# Exercise goal
The answer must consist of each line below that holds the word "carrying", copied as it stands.

# Listed records
........

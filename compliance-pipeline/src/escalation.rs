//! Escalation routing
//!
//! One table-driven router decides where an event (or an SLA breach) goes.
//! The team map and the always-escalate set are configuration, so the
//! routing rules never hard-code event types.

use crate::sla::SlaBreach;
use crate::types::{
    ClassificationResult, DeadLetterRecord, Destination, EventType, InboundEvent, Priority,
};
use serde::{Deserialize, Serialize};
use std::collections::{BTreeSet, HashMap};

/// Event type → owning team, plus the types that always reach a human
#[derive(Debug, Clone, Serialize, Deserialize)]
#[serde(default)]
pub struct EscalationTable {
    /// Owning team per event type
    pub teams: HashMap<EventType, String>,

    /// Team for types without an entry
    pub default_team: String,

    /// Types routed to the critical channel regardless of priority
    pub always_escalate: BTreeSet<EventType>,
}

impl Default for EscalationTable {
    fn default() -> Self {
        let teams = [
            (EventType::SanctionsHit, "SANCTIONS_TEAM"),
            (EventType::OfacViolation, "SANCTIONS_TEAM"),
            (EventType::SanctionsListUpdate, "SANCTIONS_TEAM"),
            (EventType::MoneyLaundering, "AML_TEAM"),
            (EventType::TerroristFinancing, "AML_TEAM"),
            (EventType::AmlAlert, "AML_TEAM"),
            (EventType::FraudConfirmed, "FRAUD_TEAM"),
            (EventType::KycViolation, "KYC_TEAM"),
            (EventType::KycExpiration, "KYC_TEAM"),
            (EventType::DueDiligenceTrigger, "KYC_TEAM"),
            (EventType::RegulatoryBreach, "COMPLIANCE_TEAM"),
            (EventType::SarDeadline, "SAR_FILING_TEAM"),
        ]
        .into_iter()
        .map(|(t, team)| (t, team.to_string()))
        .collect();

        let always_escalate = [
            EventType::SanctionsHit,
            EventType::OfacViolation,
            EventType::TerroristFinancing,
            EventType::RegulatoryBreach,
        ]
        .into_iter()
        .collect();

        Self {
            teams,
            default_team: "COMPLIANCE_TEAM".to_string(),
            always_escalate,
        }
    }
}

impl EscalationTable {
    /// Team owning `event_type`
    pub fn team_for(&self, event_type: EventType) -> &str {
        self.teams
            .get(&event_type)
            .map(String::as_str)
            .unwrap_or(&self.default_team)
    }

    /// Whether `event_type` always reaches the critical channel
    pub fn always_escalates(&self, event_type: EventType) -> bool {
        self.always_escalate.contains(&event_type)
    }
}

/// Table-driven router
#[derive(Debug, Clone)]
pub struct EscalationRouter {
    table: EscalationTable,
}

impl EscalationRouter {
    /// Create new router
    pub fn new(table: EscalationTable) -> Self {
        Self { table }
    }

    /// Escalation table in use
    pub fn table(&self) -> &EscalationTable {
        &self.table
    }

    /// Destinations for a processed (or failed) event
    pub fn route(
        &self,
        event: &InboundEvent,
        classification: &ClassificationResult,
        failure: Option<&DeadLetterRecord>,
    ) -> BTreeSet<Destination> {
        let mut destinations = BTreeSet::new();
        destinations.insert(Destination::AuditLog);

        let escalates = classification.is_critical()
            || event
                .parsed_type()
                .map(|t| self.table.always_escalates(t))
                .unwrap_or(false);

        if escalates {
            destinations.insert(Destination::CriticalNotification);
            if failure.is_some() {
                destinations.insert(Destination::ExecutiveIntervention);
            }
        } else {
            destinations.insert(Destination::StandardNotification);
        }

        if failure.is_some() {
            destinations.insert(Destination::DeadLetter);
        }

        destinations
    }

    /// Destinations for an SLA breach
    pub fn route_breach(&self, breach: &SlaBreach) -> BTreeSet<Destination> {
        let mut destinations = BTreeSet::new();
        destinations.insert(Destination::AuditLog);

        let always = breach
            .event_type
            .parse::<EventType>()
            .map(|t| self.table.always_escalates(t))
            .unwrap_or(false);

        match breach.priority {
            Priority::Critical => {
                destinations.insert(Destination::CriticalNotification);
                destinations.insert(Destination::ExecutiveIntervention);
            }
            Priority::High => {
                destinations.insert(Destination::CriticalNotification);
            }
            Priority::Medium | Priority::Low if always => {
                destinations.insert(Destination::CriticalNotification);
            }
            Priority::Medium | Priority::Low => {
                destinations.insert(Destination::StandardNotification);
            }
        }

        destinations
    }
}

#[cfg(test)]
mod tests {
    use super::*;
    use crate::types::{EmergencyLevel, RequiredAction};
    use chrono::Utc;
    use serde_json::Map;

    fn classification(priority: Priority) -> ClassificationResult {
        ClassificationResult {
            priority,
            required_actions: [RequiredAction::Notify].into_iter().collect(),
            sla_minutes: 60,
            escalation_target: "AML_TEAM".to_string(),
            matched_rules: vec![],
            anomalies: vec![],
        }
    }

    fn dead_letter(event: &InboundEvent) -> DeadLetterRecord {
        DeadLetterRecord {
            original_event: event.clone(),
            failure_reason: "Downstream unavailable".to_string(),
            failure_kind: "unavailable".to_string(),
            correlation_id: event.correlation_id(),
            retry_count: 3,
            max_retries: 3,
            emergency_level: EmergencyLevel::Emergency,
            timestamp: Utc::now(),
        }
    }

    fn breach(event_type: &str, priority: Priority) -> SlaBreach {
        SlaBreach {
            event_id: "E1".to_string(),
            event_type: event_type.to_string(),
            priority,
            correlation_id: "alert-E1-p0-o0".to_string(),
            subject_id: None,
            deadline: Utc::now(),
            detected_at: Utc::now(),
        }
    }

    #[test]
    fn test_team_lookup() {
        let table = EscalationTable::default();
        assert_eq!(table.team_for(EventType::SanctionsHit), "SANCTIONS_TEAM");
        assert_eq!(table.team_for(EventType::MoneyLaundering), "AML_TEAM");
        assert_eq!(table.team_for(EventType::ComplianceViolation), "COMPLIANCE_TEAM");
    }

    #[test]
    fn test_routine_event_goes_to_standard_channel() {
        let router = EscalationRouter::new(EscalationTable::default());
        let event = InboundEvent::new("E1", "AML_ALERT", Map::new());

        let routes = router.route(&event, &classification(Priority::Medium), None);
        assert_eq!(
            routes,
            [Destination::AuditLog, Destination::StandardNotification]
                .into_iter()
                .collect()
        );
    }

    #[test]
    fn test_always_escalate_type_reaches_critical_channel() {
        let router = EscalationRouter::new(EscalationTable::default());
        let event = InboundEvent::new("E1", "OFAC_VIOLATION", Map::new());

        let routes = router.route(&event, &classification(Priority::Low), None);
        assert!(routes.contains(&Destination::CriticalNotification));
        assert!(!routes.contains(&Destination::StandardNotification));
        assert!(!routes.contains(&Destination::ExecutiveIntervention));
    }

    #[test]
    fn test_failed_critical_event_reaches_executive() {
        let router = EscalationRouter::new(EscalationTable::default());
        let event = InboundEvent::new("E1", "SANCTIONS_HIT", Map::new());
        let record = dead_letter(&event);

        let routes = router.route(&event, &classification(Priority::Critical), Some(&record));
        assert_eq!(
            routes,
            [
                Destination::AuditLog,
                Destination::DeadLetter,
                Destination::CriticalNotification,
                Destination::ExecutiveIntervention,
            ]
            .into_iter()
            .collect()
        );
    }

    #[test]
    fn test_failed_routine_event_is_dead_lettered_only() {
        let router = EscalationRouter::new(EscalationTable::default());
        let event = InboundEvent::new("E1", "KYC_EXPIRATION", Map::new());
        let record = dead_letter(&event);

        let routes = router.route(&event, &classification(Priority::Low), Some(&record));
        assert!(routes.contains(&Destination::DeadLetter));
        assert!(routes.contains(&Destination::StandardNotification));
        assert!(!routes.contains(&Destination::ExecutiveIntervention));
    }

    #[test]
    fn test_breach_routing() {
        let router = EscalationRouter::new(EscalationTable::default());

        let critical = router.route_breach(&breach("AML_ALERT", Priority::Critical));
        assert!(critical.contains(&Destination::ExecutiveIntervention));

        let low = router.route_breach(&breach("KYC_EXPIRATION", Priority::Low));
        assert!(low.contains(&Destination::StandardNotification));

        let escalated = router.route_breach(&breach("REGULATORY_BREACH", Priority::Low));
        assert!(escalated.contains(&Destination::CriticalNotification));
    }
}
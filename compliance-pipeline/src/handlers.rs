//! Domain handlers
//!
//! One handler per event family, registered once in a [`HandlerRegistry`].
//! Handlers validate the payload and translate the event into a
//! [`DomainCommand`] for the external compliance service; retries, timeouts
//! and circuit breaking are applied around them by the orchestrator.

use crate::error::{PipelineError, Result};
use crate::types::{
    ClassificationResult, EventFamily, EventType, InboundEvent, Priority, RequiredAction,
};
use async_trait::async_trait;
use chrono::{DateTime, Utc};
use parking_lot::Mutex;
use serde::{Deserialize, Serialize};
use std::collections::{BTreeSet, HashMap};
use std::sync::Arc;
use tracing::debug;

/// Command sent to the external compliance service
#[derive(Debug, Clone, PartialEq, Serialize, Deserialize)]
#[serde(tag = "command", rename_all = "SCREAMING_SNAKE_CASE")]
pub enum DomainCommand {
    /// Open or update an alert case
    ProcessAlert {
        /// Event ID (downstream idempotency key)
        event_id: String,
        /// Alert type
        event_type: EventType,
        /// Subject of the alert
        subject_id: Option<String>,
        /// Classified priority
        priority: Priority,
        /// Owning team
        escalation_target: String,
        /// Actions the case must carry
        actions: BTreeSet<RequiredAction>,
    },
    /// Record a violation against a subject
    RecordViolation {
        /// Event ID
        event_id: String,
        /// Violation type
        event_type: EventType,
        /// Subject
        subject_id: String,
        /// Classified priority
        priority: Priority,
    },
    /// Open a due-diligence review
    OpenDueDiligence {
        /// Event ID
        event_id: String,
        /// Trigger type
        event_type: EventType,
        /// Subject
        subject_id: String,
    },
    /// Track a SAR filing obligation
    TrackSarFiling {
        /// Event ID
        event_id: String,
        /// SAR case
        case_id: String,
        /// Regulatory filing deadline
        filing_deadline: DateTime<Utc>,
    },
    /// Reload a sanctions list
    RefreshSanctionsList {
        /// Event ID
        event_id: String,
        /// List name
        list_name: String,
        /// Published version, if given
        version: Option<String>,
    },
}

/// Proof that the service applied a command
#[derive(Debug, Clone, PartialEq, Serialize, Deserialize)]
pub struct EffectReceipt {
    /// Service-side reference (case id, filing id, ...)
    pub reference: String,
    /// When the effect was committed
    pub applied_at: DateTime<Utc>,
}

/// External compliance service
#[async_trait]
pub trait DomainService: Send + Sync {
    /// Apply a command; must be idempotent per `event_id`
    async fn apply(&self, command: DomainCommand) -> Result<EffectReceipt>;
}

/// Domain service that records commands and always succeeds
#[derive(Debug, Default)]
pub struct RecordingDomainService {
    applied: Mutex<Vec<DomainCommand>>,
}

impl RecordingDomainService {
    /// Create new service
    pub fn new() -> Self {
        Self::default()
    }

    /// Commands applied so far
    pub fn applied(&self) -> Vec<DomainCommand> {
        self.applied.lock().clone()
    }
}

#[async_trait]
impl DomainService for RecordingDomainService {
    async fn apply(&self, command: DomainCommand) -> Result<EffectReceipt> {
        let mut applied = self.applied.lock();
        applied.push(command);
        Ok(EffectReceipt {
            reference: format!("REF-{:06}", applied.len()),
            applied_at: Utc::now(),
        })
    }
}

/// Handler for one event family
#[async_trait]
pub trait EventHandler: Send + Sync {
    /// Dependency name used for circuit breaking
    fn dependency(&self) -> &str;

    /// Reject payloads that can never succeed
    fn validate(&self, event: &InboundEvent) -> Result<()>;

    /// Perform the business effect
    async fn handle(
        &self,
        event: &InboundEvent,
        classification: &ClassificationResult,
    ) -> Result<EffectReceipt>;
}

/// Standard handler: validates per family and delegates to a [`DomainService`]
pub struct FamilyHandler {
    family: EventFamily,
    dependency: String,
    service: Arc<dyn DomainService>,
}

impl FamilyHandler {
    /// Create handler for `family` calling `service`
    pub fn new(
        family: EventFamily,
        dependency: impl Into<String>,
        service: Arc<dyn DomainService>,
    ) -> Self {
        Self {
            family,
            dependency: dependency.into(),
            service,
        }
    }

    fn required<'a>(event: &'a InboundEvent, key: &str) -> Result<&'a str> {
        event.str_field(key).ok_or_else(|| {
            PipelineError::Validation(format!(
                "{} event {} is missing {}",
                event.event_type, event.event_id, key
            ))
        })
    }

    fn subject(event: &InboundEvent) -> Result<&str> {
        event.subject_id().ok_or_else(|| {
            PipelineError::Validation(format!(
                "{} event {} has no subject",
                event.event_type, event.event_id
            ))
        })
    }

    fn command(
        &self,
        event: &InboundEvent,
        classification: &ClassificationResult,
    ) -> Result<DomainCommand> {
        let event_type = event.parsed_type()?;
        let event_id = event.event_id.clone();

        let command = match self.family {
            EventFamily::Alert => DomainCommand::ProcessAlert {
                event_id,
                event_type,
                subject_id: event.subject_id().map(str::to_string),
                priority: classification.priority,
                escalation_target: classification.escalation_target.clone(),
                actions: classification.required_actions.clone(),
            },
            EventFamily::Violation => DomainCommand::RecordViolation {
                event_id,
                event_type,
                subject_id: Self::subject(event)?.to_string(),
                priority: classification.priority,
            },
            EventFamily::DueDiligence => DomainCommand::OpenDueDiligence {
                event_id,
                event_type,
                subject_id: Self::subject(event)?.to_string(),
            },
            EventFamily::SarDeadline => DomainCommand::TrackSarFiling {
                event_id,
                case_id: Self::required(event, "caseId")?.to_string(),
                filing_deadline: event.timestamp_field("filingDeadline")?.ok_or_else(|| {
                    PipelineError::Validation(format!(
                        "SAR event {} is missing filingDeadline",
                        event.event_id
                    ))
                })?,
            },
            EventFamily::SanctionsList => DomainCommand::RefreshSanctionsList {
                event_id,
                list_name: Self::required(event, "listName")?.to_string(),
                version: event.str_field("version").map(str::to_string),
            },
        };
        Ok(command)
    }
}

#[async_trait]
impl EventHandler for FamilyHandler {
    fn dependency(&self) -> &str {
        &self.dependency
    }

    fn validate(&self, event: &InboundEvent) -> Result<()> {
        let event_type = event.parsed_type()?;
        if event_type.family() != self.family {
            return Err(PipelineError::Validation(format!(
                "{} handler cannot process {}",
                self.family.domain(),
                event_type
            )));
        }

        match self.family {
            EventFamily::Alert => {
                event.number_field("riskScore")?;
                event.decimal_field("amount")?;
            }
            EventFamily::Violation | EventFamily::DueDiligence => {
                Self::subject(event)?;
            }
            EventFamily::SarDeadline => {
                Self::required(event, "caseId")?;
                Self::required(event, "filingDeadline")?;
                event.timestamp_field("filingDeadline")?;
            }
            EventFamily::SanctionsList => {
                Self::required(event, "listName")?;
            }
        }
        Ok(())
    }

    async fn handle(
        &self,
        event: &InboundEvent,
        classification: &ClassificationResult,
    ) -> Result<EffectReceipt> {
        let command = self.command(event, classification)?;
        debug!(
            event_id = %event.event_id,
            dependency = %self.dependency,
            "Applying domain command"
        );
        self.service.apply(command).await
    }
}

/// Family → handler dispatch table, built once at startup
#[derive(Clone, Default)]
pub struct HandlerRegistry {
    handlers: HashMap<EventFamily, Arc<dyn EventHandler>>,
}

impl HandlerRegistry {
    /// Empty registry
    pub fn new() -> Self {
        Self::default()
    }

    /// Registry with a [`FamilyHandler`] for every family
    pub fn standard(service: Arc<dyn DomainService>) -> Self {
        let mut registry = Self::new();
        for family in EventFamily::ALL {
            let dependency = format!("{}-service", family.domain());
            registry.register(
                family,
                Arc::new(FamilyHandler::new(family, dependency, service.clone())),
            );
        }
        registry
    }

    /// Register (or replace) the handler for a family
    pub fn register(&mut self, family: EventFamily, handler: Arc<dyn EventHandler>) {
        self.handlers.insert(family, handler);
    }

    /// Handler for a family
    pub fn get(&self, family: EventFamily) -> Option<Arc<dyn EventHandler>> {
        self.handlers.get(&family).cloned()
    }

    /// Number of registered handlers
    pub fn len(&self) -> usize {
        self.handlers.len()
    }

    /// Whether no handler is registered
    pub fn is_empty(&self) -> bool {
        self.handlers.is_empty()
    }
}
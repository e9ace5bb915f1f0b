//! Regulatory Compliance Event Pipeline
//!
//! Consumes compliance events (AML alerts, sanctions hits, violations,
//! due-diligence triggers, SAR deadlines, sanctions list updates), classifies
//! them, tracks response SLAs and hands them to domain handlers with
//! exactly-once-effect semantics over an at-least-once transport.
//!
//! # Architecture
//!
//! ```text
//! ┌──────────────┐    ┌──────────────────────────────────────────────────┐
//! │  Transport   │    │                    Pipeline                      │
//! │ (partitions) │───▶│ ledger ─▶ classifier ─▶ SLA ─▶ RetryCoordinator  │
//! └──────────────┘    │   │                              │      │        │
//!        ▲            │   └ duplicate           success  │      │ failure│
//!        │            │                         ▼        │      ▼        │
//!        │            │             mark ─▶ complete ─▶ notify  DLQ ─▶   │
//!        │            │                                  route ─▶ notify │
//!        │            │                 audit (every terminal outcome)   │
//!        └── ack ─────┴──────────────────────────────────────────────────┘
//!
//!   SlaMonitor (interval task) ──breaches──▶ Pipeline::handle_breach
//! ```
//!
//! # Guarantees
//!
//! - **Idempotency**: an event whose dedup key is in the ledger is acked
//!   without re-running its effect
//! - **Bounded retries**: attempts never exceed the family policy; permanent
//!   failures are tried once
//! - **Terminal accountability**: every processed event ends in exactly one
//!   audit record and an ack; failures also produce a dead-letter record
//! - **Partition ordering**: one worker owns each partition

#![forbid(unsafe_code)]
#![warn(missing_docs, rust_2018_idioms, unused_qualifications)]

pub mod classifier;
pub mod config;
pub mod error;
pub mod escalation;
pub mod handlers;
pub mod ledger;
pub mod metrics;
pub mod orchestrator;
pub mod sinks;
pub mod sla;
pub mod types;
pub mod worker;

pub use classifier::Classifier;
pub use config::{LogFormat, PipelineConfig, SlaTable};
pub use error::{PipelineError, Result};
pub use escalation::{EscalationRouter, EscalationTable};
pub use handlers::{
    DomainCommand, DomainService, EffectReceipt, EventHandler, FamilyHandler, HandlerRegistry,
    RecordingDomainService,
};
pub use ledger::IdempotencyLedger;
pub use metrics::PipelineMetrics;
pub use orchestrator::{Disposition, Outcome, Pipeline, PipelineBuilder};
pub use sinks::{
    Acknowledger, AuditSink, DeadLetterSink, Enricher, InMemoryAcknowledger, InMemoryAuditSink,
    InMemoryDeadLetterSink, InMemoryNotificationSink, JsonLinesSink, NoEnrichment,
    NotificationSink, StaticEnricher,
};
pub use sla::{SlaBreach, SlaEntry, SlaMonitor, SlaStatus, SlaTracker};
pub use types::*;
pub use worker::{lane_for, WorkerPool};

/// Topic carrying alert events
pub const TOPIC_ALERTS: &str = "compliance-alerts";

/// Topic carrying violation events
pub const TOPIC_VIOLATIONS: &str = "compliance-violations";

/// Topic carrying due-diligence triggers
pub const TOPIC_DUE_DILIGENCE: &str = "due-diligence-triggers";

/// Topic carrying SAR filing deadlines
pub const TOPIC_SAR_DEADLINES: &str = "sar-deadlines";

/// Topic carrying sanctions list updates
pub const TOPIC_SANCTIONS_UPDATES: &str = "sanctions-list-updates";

........

# The completed task
/// Topic carrying alert events
/// Topic carrying violation events
/// Topic carrying due-diligence triggers
/// Topic carrying SAR filing deadlines
/// Topic carrying sanctions list updates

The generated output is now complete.